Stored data
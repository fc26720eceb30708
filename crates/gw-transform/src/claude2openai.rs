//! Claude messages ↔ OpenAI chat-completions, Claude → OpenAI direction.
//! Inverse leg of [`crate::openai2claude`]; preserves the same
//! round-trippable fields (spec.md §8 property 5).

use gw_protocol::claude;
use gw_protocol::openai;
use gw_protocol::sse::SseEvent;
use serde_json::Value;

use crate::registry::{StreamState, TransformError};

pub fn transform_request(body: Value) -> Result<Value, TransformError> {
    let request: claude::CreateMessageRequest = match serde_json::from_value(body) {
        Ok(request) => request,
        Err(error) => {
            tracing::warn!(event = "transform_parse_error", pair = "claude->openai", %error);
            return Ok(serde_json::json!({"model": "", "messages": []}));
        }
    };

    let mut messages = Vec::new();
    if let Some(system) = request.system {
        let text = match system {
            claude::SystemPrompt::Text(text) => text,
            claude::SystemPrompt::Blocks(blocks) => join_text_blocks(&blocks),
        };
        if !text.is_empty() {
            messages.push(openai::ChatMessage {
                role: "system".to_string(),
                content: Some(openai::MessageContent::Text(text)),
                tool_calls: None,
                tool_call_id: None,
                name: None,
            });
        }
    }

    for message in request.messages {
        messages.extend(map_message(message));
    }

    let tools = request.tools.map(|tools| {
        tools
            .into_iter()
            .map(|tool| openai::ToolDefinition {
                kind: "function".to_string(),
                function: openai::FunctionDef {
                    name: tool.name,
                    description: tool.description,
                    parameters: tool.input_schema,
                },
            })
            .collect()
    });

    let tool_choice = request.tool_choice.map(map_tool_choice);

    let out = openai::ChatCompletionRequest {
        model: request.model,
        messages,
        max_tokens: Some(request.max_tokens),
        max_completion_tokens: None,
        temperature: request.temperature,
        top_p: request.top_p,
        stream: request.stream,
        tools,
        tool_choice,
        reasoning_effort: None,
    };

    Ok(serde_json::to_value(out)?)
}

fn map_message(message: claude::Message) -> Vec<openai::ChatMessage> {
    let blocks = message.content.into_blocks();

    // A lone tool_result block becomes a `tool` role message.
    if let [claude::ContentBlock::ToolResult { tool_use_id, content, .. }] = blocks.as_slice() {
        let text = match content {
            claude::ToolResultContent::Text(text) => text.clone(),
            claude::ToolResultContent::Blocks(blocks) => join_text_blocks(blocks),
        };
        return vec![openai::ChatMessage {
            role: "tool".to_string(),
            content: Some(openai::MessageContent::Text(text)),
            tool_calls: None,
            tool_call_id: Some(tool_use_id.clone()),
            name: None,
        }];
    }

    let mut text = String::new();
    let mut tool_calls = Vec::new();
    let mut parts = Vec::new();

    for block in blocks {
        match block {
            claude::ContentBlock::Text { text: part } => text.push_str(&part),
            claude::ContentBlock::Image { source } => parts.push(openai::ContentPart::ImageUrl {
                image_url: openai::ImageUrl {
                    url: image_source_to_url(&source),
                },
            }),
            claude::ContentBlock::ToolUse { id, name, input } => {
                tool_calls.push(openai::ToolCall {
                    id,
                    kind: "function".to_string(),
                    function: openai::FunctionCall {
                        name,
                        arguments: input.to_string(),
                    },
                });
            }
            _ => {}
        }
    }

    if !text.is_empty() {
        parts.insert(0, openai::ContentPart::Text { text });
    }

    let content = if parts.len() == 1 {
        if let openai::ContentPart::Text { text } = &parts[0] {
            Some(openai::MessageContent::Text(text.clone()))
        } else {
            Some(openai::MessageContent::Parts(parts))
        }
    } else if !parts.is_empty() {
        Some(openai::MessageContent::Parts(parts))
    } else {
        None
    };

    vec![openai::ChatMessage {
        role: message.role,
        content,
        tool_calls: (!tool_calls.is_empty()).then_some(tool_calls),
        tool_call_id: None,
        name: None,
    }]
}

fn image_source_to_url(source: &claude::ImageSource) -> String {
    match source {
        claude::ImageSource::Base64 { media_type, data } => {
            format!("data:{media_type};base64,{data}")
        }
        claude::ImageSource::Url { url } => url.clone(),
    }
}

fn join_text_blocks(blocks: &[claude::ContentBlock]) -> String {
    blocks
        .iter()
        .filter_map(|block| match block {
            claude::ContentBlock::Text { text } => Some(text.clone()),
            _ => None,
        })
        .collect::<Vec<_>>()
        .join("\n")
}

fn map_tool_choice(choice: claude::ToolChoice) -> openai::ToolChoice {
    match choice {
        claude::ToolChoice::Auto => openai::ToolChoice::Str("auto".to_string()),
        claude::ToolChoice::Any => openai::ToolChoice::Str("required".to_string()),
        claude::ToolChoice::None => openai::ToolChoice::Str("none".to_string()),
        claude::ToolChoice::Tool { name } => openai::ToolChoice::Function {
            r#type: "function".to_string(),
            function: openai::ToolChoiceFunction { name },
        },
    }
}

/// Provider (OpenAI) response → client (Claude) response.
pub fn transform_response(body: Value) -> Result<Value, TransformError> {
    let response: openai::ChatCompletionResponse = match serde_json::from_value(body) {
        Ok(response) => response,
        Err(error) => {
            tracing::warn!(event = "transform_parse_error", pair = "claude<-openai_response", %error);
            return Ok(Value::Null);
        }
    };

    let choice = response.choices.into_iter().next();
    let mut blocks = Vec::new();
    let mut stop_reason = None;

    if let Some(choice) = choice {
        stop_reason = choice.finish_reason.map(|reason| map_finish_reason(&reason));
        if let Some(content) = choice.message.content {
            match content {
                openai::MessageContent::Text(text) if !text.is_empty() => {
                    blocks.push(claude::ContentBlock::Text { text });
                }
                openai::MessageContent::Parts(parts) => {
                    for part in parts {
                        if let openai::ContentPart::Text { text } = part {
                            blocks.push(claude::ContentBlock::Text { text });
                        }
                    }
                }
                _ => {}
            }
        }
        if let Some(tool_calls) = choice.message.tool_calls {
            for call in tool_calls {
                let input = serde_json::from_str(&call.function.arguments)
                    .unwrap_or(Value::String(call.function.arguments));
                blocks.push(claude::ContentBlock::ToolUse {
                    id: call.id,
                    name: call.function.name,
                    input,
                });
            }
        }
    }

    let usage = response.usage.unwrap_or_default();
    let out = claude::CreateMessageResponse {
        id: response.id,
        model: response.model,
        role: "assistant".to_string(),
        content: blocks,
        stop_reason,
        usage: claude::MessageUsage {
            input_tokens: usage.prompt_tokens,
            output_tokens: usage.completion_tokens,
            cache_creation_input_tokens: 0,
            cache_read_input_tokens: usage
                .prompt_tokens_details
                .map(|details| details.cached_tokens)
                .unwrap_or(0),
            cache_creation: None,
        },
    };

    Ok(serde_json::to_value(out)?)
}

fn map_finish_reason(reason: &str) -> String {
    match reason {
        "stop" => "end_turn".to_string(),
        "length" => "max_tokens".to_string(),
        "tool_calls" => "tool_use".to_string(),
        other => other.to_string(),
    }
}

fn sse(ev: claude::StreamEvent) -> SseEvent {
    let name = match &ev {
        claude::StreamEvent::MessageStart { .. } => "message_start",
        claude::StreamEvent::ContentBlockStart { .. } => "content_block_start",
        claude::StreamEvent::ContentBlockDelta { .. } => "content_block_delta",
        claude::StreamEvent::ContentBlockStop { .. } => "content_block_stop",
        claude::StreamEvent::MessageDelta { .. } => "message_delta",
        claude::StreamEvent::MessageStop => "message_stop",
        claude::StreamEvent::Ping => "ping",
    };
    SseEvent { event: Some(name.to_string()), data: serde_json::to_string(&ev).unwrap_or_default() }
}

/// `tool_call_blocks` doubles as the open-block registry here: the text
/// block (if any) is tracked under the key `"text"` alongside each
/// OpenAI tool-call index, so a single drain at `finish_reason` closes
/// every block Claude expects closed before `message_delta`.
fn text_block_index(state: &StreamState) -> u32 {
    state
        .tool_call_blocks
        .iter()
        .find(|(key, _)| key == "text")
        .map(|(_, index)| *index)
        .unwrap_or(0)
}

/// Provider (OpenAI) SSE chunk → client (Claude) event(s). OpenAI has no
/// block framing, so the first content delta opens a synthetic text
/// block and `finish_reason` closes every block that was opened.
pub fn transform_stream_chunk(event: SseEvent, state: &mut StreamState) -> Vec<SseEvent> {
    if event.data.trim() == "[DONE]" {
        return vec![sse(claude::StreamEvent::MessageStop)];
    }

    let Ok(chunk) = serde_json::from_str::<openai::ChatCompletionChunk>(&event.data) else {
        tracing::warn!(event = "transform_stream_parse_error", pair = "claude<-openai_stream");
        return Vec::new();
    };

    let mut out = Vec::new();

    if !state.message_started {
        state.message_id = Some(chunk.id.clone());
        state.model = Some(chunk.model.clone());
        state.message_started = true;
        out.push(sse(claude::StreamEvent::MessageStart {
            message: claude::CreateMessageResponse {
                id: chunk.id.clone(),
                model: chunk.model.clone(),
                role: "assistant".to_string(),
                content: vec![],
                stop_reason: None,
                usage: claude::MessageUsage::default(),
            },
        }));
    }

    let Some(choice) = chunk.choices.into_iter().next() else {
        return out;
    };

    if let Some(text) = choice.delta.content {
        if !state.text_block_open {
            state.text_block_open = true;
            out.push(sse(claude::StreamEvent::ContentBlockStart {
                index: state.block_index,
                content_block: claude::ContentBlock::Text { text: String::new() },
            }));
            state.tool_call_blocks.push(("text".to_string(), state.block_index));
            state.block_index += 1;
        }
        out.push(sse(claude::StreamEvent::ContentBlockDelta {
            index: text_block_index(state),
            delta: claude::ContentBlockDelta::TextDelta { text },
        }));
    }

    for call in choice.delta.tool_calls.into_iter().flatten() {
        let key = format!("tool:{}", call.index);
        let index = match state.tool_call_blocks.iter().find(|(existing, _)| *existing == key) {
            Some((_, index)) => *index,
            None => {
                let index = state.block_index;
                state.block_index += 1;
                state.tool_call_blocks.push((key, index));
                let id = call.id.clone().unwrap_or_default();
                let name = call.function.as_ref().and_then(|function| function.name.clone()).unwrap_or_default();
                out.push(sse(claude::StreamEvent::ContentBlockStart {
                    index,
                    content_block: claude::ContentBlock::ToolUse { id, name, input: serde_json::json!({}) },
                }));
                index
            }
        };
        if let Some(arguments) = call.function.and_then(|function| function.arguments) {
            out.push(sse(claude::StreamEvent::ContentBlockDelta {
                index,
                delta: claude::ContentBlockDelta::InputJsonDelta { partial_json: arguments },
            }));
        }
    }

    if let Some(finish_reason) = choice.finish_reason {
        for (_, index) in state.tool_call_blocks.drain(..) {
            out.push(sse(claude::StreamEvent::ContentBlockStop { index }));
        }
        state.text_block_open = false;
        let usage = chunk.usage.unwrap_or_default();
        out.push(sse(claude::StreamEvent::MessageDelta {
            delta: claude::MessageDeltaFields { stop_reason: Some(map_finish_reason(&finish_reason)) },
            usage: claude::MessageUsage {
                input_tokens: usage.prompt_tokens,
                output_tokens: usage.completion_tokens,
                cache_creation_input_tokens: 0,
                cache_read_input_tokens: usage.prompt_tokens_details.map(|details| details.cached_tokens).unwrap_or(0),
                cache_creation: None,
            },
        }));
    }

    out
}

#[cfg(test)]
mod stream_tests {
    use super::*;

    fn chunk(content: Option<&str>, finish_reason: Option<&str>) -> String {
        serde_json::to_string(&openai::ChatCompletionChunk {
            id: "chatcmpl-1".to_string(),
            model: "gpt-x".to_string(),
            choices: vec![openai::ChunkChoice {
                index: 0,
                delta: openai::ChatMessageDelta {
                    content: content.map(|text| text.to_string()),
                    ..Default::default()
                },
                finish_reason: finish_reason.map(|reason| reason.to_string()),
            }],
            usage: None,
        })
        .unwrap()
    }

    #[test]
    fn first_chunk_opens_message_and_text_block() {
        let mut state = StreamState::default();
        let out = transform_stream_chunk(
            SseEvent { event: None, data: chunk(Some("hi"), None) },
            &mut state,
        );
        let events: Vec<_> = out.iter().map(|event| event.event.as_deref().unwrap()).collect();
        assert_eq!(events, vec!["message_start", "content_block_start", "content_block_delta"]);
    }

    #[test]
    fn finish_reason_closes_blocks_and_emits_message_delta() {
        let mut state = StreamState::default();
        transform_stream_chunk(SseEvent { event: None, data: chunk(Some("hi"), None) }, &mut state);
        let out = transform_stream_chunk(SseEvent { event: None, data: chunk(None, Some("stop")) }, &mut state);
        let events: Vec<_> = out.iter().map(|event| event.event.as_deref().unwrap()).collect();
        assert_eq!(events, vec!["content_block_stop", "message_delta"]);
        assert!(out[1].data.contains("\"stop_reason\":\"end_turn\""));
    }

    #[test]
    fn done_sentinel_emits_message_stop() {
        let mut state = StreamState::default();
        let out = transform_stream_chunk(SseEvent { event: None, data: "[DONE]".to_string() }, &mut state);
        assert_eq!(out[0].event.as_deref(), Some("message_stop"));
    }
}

...

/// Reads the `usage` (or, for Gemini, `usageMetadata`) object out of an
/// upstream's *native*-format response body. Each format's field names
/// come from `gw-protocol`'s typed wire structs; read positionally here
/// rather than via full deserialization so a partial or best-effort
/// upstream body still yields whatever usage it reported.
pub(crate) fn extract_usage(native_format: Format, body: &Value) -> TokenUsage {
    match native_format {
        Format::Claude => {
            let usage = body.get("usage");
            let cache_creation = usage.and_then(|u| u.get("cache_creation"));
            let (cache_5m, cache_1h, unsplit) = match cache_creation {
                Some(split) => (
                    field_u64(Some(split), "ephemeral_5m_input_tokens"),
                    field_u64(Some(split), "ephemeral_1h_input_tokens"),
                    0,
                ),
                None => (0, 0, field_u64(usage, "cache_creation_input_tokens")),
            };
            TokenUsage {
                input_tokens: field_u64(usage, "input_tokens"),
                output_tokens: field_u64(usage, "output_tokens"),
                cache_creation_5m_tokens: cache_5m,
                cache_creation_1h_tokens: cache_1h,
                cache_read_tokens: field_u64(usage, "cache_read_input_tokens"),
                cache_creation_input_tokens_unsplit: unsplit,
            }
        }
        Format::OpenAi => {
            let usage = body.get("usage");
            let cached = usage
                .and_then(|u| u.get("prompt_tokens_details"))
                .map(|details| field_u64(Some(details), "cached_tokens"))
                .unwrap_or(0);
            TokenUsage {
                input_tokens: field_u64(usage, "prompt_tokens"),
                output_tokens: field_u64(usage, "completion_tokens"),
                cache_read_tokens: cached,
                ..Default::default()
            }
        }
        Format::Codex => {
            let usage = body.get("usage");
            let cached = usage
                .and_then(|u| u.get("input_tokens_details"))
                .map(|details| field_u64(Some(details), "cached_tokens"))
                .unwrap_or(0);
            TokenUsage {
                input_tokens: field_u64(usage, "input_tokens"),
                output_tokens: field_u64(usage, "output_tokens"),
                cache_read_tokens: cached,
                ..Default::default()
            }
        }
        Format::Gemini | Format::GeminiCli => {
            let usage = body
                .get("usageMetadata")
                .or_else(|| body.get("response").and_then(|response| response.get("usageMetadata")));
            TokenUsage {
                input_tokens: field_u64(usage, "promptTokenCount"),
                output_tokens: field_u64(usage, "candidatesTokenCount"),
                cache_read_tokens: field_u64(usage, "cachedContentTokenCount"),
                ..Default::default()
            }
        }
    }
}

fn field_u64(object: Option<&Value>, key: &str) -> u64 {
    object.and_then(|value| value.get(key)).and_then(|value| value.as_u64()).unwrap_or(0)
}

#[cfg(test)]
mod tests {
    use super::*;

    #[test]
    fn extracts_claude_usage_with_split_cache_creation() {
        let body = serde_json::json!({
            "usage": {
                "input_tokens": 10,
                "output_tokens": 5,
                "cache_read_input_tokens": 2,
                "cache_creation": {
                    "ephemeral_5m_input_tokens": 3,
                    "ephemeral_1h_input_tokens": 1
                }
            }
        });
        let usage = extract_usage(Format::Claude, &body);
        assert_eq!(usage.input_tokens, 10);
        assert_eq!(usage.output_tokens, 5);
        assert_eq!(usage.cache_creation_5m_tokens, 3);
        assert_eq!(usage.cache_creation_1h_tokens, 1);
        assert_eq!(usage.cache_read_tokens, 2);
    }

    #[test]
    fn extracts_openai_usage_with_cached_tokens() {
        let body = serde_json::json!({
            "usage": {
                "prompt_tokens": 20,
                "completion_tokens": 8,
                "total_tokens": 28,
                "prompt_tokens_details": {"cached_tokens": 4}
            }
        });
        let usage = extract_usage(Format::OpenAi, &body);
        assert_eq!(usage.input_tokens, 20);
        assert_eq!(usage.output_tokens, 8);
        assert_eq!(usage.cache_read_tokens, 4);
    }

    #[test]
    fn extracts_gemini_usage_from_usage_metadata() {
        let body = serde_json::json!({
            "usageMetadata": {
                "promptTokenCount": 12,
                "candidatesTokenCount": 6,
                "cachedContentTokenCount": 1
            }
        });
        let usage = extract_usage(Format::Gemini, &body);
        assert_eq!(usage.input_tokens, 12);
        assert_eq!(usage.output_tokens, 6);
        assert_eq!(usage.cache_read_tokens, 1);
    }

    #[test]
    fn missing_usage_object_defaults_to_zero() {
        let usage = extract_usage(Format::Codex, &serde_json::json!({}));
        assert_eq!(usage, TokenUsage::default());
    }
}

* * *

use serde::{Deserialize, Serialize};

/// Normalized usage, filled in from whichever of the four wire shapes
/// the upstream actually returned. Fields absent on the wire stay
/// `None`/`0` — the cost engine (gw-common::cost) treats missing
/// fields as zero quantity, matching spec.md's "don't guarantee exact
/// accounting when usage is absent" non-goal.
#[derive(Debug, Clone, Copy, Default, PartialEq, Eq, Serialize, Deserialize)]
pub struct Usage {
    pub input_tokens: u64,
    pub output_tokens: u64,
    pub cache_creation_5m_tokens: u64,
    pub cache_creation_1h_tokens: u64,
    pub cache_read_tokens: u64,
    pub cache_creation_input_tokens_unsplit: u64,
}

What to produce: Of the entries listed above, reproduce only the lines starting at the line containing "let content = if" and ending at the line containing "pub fn transform_response(body: Value)". Include both, exactly as they stand.

Response area:
    let content = if parts.len() == 1 {
        if let openai::ContentPart::Text { text } = &parts[0] {
            Some(openai::MessageContent::Text(text.clone()))
        } else {
            Some(openai::MessageContent::Parts(parts))
        }
    } else if !parts.is_empty() {
        Some(openai::MessageContent::Parts(parts))
    } else {
        None
    };

    vec![openai::ChatMessage {
        role: message.role,
        content,
        tool_calls: (!tool_calls.is_empty()).then_some(tool_calls),
        tool_call_id: None,
        name: None,
    }]
}

fn image_source_to_url(source: &claude::ImageSource) -> String {
    match source {
        claude::ImageSource::Base64 { media_type, data } => {
            format!("data:{media_type};base64,{data}")
        }
        claude::ImageSource::Url { url } => url.clone(),
    }
}

fn join_text_blocks(blocks: &[claude::ContentBlock]) -> String {
    blocks
        .iter()
        .filter_map(|block| match block {
            claude::ContentBlock::Text { text } => Some(text.clone()),
            _ => None,
        })
        .collect::<Vec<_>>()
        .join("\n")
}

fn map_tool_choice(choice: claude::ToolChoice) -> openai::ToolChoice {
    match choice {
        claude::ToolChoice::Auto => openai::ToolChoice::Str("auto".to_string()),
        claude::ToolChoice::Any => openai::ToolChoice::Str("required".to_string()),
        claude::ToolChoice::None => openai::ToolChoice::Str("none".to_string()),
        claude::ToolChoice::Tool { name } => openai::ToolChoice::Function {
            r#type: "function".to_string(),
            function: openai::ToolChoiceFunction { name },
        },
    }
}

/// Provider (OpenAI) response → client (Claude) response.
pub fn transform_response(body: Value) -> Result<Value, TransformError> {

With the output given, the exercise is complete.